Need an Advance Care Directive or have one that needs updating? Contact us here, or call us on (08) 8212 1077 (South Australia), (08) 9211 5800 (Western Australia), (08) 8941 7814 (Northern Territory) or (07) 3373 0200 (Queensland).
If tragedy strikes, and you become unable to make certain medical and lifestyle decisions for yourself, authorising someone you trust to make those decisions for you can be a real comfort.
An Advance Care Directive (SA)/Advance Personal Plan (NT)/Enduring Guardian (WA)/Advance Health Directive (QLD) allows you to authorise another person (known as your Substitute Decision-Maker) to make medical and lifestyle decisions on your behalf if you can’t make those decisions for yourself.

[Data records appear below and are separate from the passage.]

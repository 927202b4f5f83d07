//! Trinomial short-rate tree fitted to a yield curve.
//!
//! The tree of a zero-level Ornstein-Uhlenbeck state `x` is shifted layer by
//! layer, `r(i, j) = α_i + x(i, j)`. Each `α_i` is chosen by forward
//! induction of Arrow-Debreu prices `Q` so that the tree reprices the curve's
//! discount factor `P(0, t_{i+1})` exactly:
//!
//! ```text
//! α_i = ( ln Σ_j Q(i,j)·e^{−x(i,j)·Δt_i} − ln P(0, t_{i+1}) ) / Δt_i
//! ```

use super::{TimeGrid, TrinomialTree};
use hw_core::{DiscountFactor, Rate, Real, Result, Size};
use hw_termstructures::YieldTermStructure;

/// A trinomial tree of short rates that reprices a yield curve.
#[derive(Debug, Clone)]
pub struct ShortRateTree {
    tree: TrinomialTree,
    alphas: Vec<Real>,
}

impl ShortRateTree {
    /// Fit the layer shifts of `tree` to `curve`.
    pub fn new(tree: TrinomialTree, curve: &dyn YieldTermStructure) -> Result<Self> {
        let n = tree.steps();
        let mut alphas = Vec::with_capacity(n);
        let mut q = vec![1.0];

        for i in 0..n {
            let grid = tree.time_grid();
            let dt = grid.dt(i);
            let target = curve.discount(grid.time(i + 1));
            hw_core::ensure!(target > 0.0, "non-positive discount factor at t = {}", grid.time(i + 1));

            let sum: Real = q
                .iter()
                .enumerate()
                .map(|(j, qj)| qj * (-tree.underlying(i, j) * dt).exp())
                .sum();
            let alpha = (sum.ln() - target.ln()) / dt;

            let mut next = vec![0.0; tree.size(i + 1)];
            for (j, qj) in q.iter().enumerate() {
                let df = (-(alpha + tree.underlying(i, j)) * dt).exp();
                for b in 0..3 {
                    next[tree.descendant(i, j, b)] += qj * tree.probability(i, j, b) * df;
                }
            }
            alphas.push(alpha);
            q = next;
        }

        hw_core::ensure_post!(
            alphas.iter().all(|a| a.is_finite()),
            "short-rate tree shifts are not finite"
        );
        Ok(Self { tree, alphas })
    }

    /// The time grid.
    pub fn time_grid(&self) -> &TimeGrid {
        self.tree.time_grid()
    }

    /// Number of nodes on layer `i`.
    pub fn size(&self, i: Size) -> Size {
        self.tree.size(i)
    }

    /// Short rate at node `(i, index)`, `i < steps`.
    pub fn short_rate(&self, i: Size, index: Size) -> Rate {
        self.alphas[i] + self.tree.underlying(i, index)
    }

    /// One-step discount factor from node `(i, index)`.
    pub fn discount(&self, i: Size, index: Size) -> DiscountFactor {
        (-self.short_rate(i, index) * self.time_grid().dt(i)).exp()
    }

    /// Discounted expectation of `values` (on layer `i+1`) at every node of
    /// layer `i`.
    pub fn rollback_step(&self, i: Size, values: &[Real]) -> Vec<Real> {
        (0..self.size(i))
            .map(|j| {
                let expected: Real = (0..3)
                    .map(|b| self.tree.probability(i, j, b) * values[self.tree.descendant(i, j, b)])
                    .sum();
                self.discount(i, j) * expected
            })
            .collect()
    }

    /// Roll `values` back from layer `from` to layer `to`.
    pub fn rollback(&self, values: Vec<Real>, from: Size, to: Size) -> Vec<Real> {
        (to..from)
            .rev()
            .fold(values, |v, i| self.rollback_step(i, &v))
    }
}
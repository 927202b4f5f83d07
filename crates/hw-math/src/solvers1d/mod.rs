//! 1D root finding.
//!
//! Used to locate the critical short rate at which a coupon bond is worth
//! par, a strictly monotone function of the rate.

use hw_core::{
    errors::{Error, Result},
    Real,
};

const MAX_EVALUATIONS: u32 = 100;
const DEFAULT_ACCURACY: Real = 1.0e-11;

/// A point `(x, f(x))`.
#[derive(Debug, Clone, Copy)]
struct Sample {
    x: Real,
    fx: Real,
}

/// Brent's method on the bracket `[x_min, x_max]`.
///
/// Each iteration tries inverse quadratic interpolation (or a secant step
/// when only two distinct points are known) and falls back to bisection
/// whenever the interpolated step would not shrink the bracket fast enough.
/// A non-positive `accuracy` selects `1e-11`.
///
/// # Errors
/// * [`Error::Precondition`] if `f` is not finite at the ends or has the same
///   sign at both.
/// * [`Error::Runtime`] if no root is found within the evaluation budget.
pub fn brent<F>(f: F, x_min: Real, x_max: Real, accuracy: Real) -> Result<Real>
where
    F: Fn(Real) -> Real,
{
    let accuracy = if accuracy > 0.0 { accuracy } else { DEFAULT_ACCURACY };

    let mut prev = Sample { x: x_min, fx: f(x_min) };
    let mut best = Sample { x: x_max, fx: f(x_max) };
    if !(prev.fx.is_finite() && best.fx.is_finite()) {
        return Err(Error::Precondition(format!(
            "Brent: f is not finite at the bracket ends ({}, {})",
            prev.fx, best.fx
        )));
    }
    if prev.fx == 0.0 {
        return Ok(prev.x);
    }
    if best.fx == 0.0 {
        return Ok(best.x);
    }
    if prev.fx.signum() == best.fx.signum() {
        return Err(Error::Precondition(format!(
            "Brent: f({x_min}) and f({x_max}) must have opposite signs"
        )));
    }

    // `contra` always holds the end of the bracket opposite to `best`.
    let mut contra = prev;
    let mut step = best.x - prev.x;
    let mut last_step = step;

    for _ in 0..MAX_EVALUATIONS {
        if best.fx.signum() == contra.fx.signum() {
            contra = prev;
            step = best.x - prev.x;
            last_step = step;
        }
        if contra.fx.abs() < best.fx.abs() {
            prev = best;
            best = contra;
            contra = prev;
        }

        let tol = 2.0 * Real::EPSILON * best.x.abs() + 0.5 * accuracy;
        let half = 0.5 * (contra.x - best.x);
        if half.abs() <= tol || best.fx == 0.0 {
            return Ok(best.x);
        }

        let interpolate = last_step.abs() >= tol && prev.fx.abs() > best.fx.abs();
        let proposal = interpolate.then(|| interpolation_step(prev, best, contra, half));
        match proposal {
            Some((p, q))
                if 2.0 * p < 3.0 * half * q - (tol * q).abs() && 2.0 * p < (last_step * q).abs() =>
            {
                last_step = step;
                step = p / q;
            }
            _ => {
                step = half;
                last_step = step;
            }
        }

        prev = best;
        best.x += if step.abs() > tol {
            step
        } else {
            tol.copysign(half)
        };
        best.fx = f(best.x);
    }

    Err(Error::Runtime(format!(
        "Brent: no root within {MAX_EVALUATIONS} evaluations"
    )))
}

/// Numerator and (positive-oriented) denominator of the interpolated step.
fn interpolation_step(prev: Sample, best: Sample, contra: Sample, half: Real) -> (Real, Real) {
    let s = best.fx / prev.fx;
    let (p, q) = if prev.x == contra.x {
        (2.0 * half * s, 1.0 - s)
    } else {
        let q = prev.fx / contra.fx;
        let r = best.fx / contra.fx;
        (
            s * (2.0 * half * q * (q - r) - (best.x - prev.x) * (r - 1.0)),
            (q - 1.0) * (r - 1.0) * (s - 1.0),
        )
    };
    if p > 0.0 {
        (p, -q)
    } else {
        (-p, q)
    }
}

If desired, you can also express your wishes and preferences regarding your future health care, personal matters, living arrangements and end of life decisions to assist your Substitute Decision-Maker to make those decisions. Your Substitute Decision-Maker can only act for you in the event you become mentally incapacitated. An Advance Care Directive (or the alternatives in NT, WA and QLD) do not relate to financial decisions.
Why have an Advance Care Directive/Advance Personal Plan/Enduring Guardian/Advance Health Directive?
Having an ACD/APP means that, prior to developing or suffering an incapacitating illness or injury, you can choose a Substitute Decision-Maker and give them directions about the medical and lifestyle decisions you want them to make for you.
Anyone who has a family history of illnesses that cause mental incapacity such as dementia or stroke should consider having this document. They are also commonly prepared by people who have strong views about what treatment they want (or do not want) to receive at the end of their lives (such as artificial life support).
Who Should You Appoint As Your Substitute Decision-Maker?
You choose who you want to appoint as your Substitute Decision-Maker. If you are married, it is usual to appoint your spouse. It is also common to appoint an adult child or children if your spouse cannot act for you. Due to the nature of the decisions your Substitute Decision-Maker would be making for you, you should only appoint a trusted person who will carry out your wishes.